In general, semantic actions accept the first-last iterator pair. The action functions or functors receive the unprocessed data representing the matching production directly from the input. There are situations though where we might want to pass data in its processed form. A concrete example is the numeric parser. It is unwise to pass unprocessed data to a semantic action attached to a numeric parser and just throw away what has been done. Here, we might want to pass the actual parsed number.

The function and functor signature of a semantic action varies depending on the parser where it is attached. The following table lists the parsers that accept unique signatures. Parsers not included in the list by default expect the generic signature as explained before.

Numeric Actions

void func(NumT val); // Signature for functions

struct ftor { // Signature for functors

typedef NumT arg_type; // Required for functors
void operator()(NumT val) const;


Where NumT is any primitive numeric type such as int, long, float, double, etc., or a user defined numeric type such as big_int. The parsed number is passed into the function/functor.

Character Actions
chlit, ch_p
range, range_p
cntrl, digit
graph, lower
print, punct
space, upper

void func(CharT ch);

Where CharT is the desired character type. A functor should have a member operator() with a compatible signature as above. The matching character is passed into the function/functor.

Symbol Table Actions

void func(IteratorT first, IteratorT last, T& data);

Where first points to the current input, last points to one after the end of the input (identical to STL ranges) and data is any information associated with the matching symbol in the symbol table (see the section on Symbols above). A functor should have a member operator() with a compatible signature as above. The matching portion is passed to the function/functor.

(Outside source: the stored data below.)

//! In-memory command/query endpoint with scripted responses.

#![allow(dead_code)]

use std::collections::VecDeque;
use std::sync::Mutex;

use async_trait::async_trait;
use serde_json::Value;

use permit_stamp::error::TransportError;
use permit_stamp::job::wire::{PollRequest, PollResponse, SubmitRequest, SubmitResponse};
use permit_stamp::job::StampTransport;

type Scripted<T> = Mutex<VecDeque<Result<T, TransportError>>>;

/// Answers submissions and polls from queues, recording every request.
/// An empty poll queue answers with `repeat_poll` if set, else fails.
#[derive(Default)]
pub struct ScriptedTransport {
    submits: Scripted<SubmitResponse>,
    polls: Scripted<PollResponse>,
    repeat_poll: Mutex<Option<Value>>,
    pub submit_requests: Mutex<Vec<SubmitRequest>>,
    pub poll_requests: Mutex<Vec<PollRequest>>,
}

fn decode<T: serde::de::DeserializeOwned>(json: Value) -> T {
    serde_json::from_value(json).expect("scripted response must decode")
}

impl ScriptedTransport {
    pub fn new() -> Self {
        Self::default()
    }

    pub fn submit_ok(self, job_id: Value) -> Self {
        self.submit_json(serde_json::json!({"ok": true, "job": {"id": job_id}}))
    }

    pub fn submit_json(self, json: Value) -> Self {
        self.submits.lock().unwrap().push_back(Ok(decode(json)));
        self
    }

    pub fn submit_error(self, error: TransportError) -> Self {
        self.submits.lock().unwrap().push_back(Err(error));
        self
    }

    pub fn poll_json(self, json: Value) -> Self {
        self.polls.lock().unwrap().push_back(Ok(decode(json)));
        self
    }

    pub fn poll_error(self, error: TransportError) -> Self {
        self.polls.lock().unwrap().push_back(Err(error));
        self
    }

    pub fn repeat_poll(self, json: Value) -> Self {
        *self.repeat_poll.lock().unwrap() = Some(json);
        self
    }

    pub fn submit_count(&self) -> usize {
        self.submit_requests.lock().unwrap().len()
    }

    pub fn polled_versions(&self) -> Vec<u64> {
        self.poll_requests
            .lock()
            .unwrap()
            .iter()
            .map(|r| r.version)
            .collect()
    }
}

#[async_trait]
impl StampTransport for ScriptedTransport {
    async fn submit(&self, request: &SubmitRequest) -> Result<SubmitResponse, TransportError> {
        self.submit_requests.lock().unwrap().push(request.clone());
        self.submits
            .lock()
            .unwrap()
            .pop_front()
            .unwrap_or_else(|| Err(TransportError::Unavailable("no scripted submit".to_string())))
    }

    async fn poll(&self, request: &PollRequest) -> Result<PollResponse, TransportError> {
        self.poll_requests.lock().unwrap().push(request.clone());
        if let Some(next) = self.polls.lock().unwrap().pop_front() {
            return next;
        }
        match self.repeat_poll.lock().unwrap().clone() {
            Some(json) => Ok(decode(json)),
            None => Err(TransportError::Unavailable("no scripted poll".to_string())),
        }
    }
}

/// A poll reply with result `update`.
pub fn update(version: u64, status: &str, value: Value) -> Value {
    serde_json::json!({
        "ok": true,
        "result": "update",
        "job": {"version": version, "status": status, "value": value}
    })
}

Notice that the data associated with the matching symbol is passed by reference to allow it to be modified by the function/functor.

Extracting symbols:

The symbol table class symbols has a member functor add. Symbols may be added dynamically to the symbol table through its member functor add. The member functor add may be attached to a parser as a semantic action:


where expr is an expression that results to a parser and sym is a symbol table. On success, the matching portion of the input is added to the symbol table. Here's an example that extracts valid C/C++ identifiers and puts that in a symbol table sym:

var_decl = lexeme[(alpha >> *(alnum | '_'))[sym.add]];

If you intend to allow source language to add to the symbol table during a parse, you must ensure that the symbol has not already been added previously:

var_decl = lexeme[((alpha >> *(alnum | '_')) - sym)[sym.add]];

This rule ensures that the symbol has not been declared previously. The expression

((alpha >> *(alnum | '_')) - sym)
matches any valid C/C++ identifier that has not yet been added to the symbol table sym.